Thinking about Building a Habit
Sitting Posture If there is one place where new meditation & mindfulness hobbyists overspend, it is on equipment for sitting posture. The marketing...
Meditation & Mindfulness sits in an awkward place online. Search for it and you get either product affiliate links or gatekeeping, with very little in between. This is a quiet attempt at the in-between: a small site about doing meditation & mindfulness at a sensible level, by someone who has been practicing long enough to know which advice survives contact with reality.
The most useful place to start is body scan. Get that right and most of the common beginner problems disappear. sitting posture is the next thing worth your attention. Beyond that, the rest is fine-tuning.
Building a Habit
One of the under-discussed truths about building a habit is that the best practitioners often do less of it, not more. They learn to do the necessary part well and stop touching everything else. Beginners almost always over-handle building a habit — adjusting things that did not need adjusting, fussing with details that did not need attention, second-guessing decisions that were already correct.
If you find yourself fiddling with building a habit during a session, that is usually the moment to step back. Make one deliberate decision, commit to it, and see what happens. The discipline of leaving things alone is a real skill in meditation & mindfulness and pays dividends across the whole practice.
Body Scan
One of the under-discussed truths about body scan is that the best practitioners often do less of it, not more. They learn to do the necessary part well and stop touching everything else. Beginners almost always over-handle body scan — adjusting things that did not need adjusting, fussing with details that did not need attention, second-guessing decisions that were already correct.
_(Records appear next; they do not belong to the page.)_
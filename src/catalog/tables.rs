//! Static E-number lookup tables

use crate::models::RiskLevel;

/// Risk assigned to E-numbers missing from the catalog
pub const UNCATALOGUED_RISK: RiskLevel = RiskLevel::Limited;

/// Reference risk level for an E-number (case-insensitive)
pub fn risk_level_for(code: &str) -> Option<RiskLevel> {
    let lower = code.trim().to_lowercase();

    let level = match lower.as_str() {
        // Colours
        "e102" | "e104" | "e122" | "e131" | "e132" | "e142" | "e150c" | "e151" => {
            RiskLevel::Moderate
        }
        "e110" | "e124" | "e129" | "e150d" | "e154" | "e171" => RiskLevel::Hazardous,
        "e120" | "e133" | "e150a" | "e160b" => RiskLevel::Limited,
        "e160a" => RiskLevel::None,

        // Preservatives
        "e211" | "e220" | "e250" | "e251" => RiskLevel::Hazardous,
        "e200" | "e202" | "e260" | "e270" | "e290" => RiskLevel::None,

        // Antioxidants and acidity regulators
        "e300" | "e306" | "e307" | "e330" | "e331" => RiskLevel::None,
        "e338" | "e339" | "e340" => RiskLevel::Moderate,
        "e341" => RiskLevel::Limited,

        // Thickeners, emulsifiers, stabilisers
        "e407" | "e450" | "e451" | "e452" => RiskLevel::Moderate,
        "e410" | "e412" | "e414" | "e415" | "e422" | "e440" | "e460" | "e466" | "e471"
        | "e472" => RiskLevel::None,
        "e420" => RiskLevel::Limited,

        // Raising agents and salts
        "e500" | "e503" | "e509" => RiskLevel::None,

        // Flavour enhancers
        "e621" => RiskLevel::Moderate,
        "e627" | "e631" => RiskLevel::Limited,

        // Sweeteners
        "e950" | "e954" | "e955" => RiskLevel::Moderate,
        "e951" | "e952" => RiskLevel::Hazardous,

        _ => return None,
    };

    Some(level)
}

/// Human-readable name for an E-number (case-insensitive)
pub fn display_name(code: &str) -> Option<&'static str> {
    let upper = code.trim().to_uppercase();

    let name = match upper.as_str() {
        "E100" => "Curcumin",
        "E101" => "Riboflavin",
        "E102" => "Tartrazine",
        "E104" => "Quinoline Yellow",
        "E110" => "Sunset Yellow",
        "E120" => "Carmine",
        "E122" => "Azorubine",
        "E124" => "Ponceau 4R",
        "E129" => "Allura Red",
        "E131" => "Patent Blue V",
        "E150A" => "Caramel",
        "E150D" => "Sulfite Ammonia Caramel",
        "E160A" => "Beta-Carotene",
        "E171" => "Titanium Dioxide",
        "E200" => "Sorbic Acid",
        "E202" => "Potassium Sorbate",
        "E211" => "Sodium Benzoate",
        "E220" => "Sulfur Dioxide",
        "E250" => "Sodium Nitrite",
        "E251" => "Sodium Nitrate",
        "E260" => "Acetic Acid",
        "E270" => "Lactic Acid",
        "E290" => "Carbon Dioxide",
        "E300" => "Vitamin C",
        "E306" => "Vitamin E",
        "E330" => "Citric Acid",
        "E338" => "Phosphoric Acid",
        "E407" => "Carrageenan",
        "E412" => "Guar Gum",
        "E415" => "Xanthan Gum",
        "E420" => "Sorbitol",
        "E440" => "Pectin",
        "E450" => "Diphosphates",
        "E471" => "Mono/Diglycerides",
        "E500" => "Sodium Carbonates",
        "E621" => "MSG",
        "E951" => "Aspartame",
        "E952" => "Cyclamate",
        "E955" => "Sucralose",
        _ => return None,
    };

    Some(name)
}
If you find yourself fiddling with body scan during a session, that is usually the moment to step back. Make one deliberate decision, commit to it, and see what happens. The discipline of leaving things alone is a real skill in meditation & mindfulness and pays dividends across the whole practice.
What actually matters with short sessions
Body Scan
Body Scan rewards small, frequent attention more than periodic deep dives. A few minutes spent on body scan every day or two will, over a season, beat a single long weekend of intensive work. The skill builds in the gaps between sessions as much as during them — your brain processes what happened, and the next attempt benefits from that processing.
This is good news for busy adults. You do not need long blocks of free time to get better at body scan. You need consistent short blocks. Ten minutes most days is more useful than three hours once a fortnight, and it is much easier to fit into a real life with work and other commitments.
Breath Practice
Breath Practice divides meditation & mindfulness hobbyists into two groups: those who think it is the most important part, and those who hardly think about it at all. Both can be right. breath practice matters more in some styles of meditation & mindfulness than others, and figuring out which camp you should be in is itself a useful exercise.
If you are unsure: spend two or three sessions explicitly focused on breath practice — pay attention, take notes, try small variations. If those sessions feel revealing and produce noticeable improvement, breath practice is probably one of your high-leverage areas. If they feel mostly redundant, you are likely in the camp that should focus elsewhere. Either answer is fine.
A final note. The aim of meditation & mindfulness is not to look like someone who does meditation & mindfulness. It is to enjoy the doing — the slow build of competence, the small surprises, the days when something just works. Keep the gear modest, keep the schedule sustainable, and pay attention to walking meditation. Most of what is good about the hobby will arrive on its own.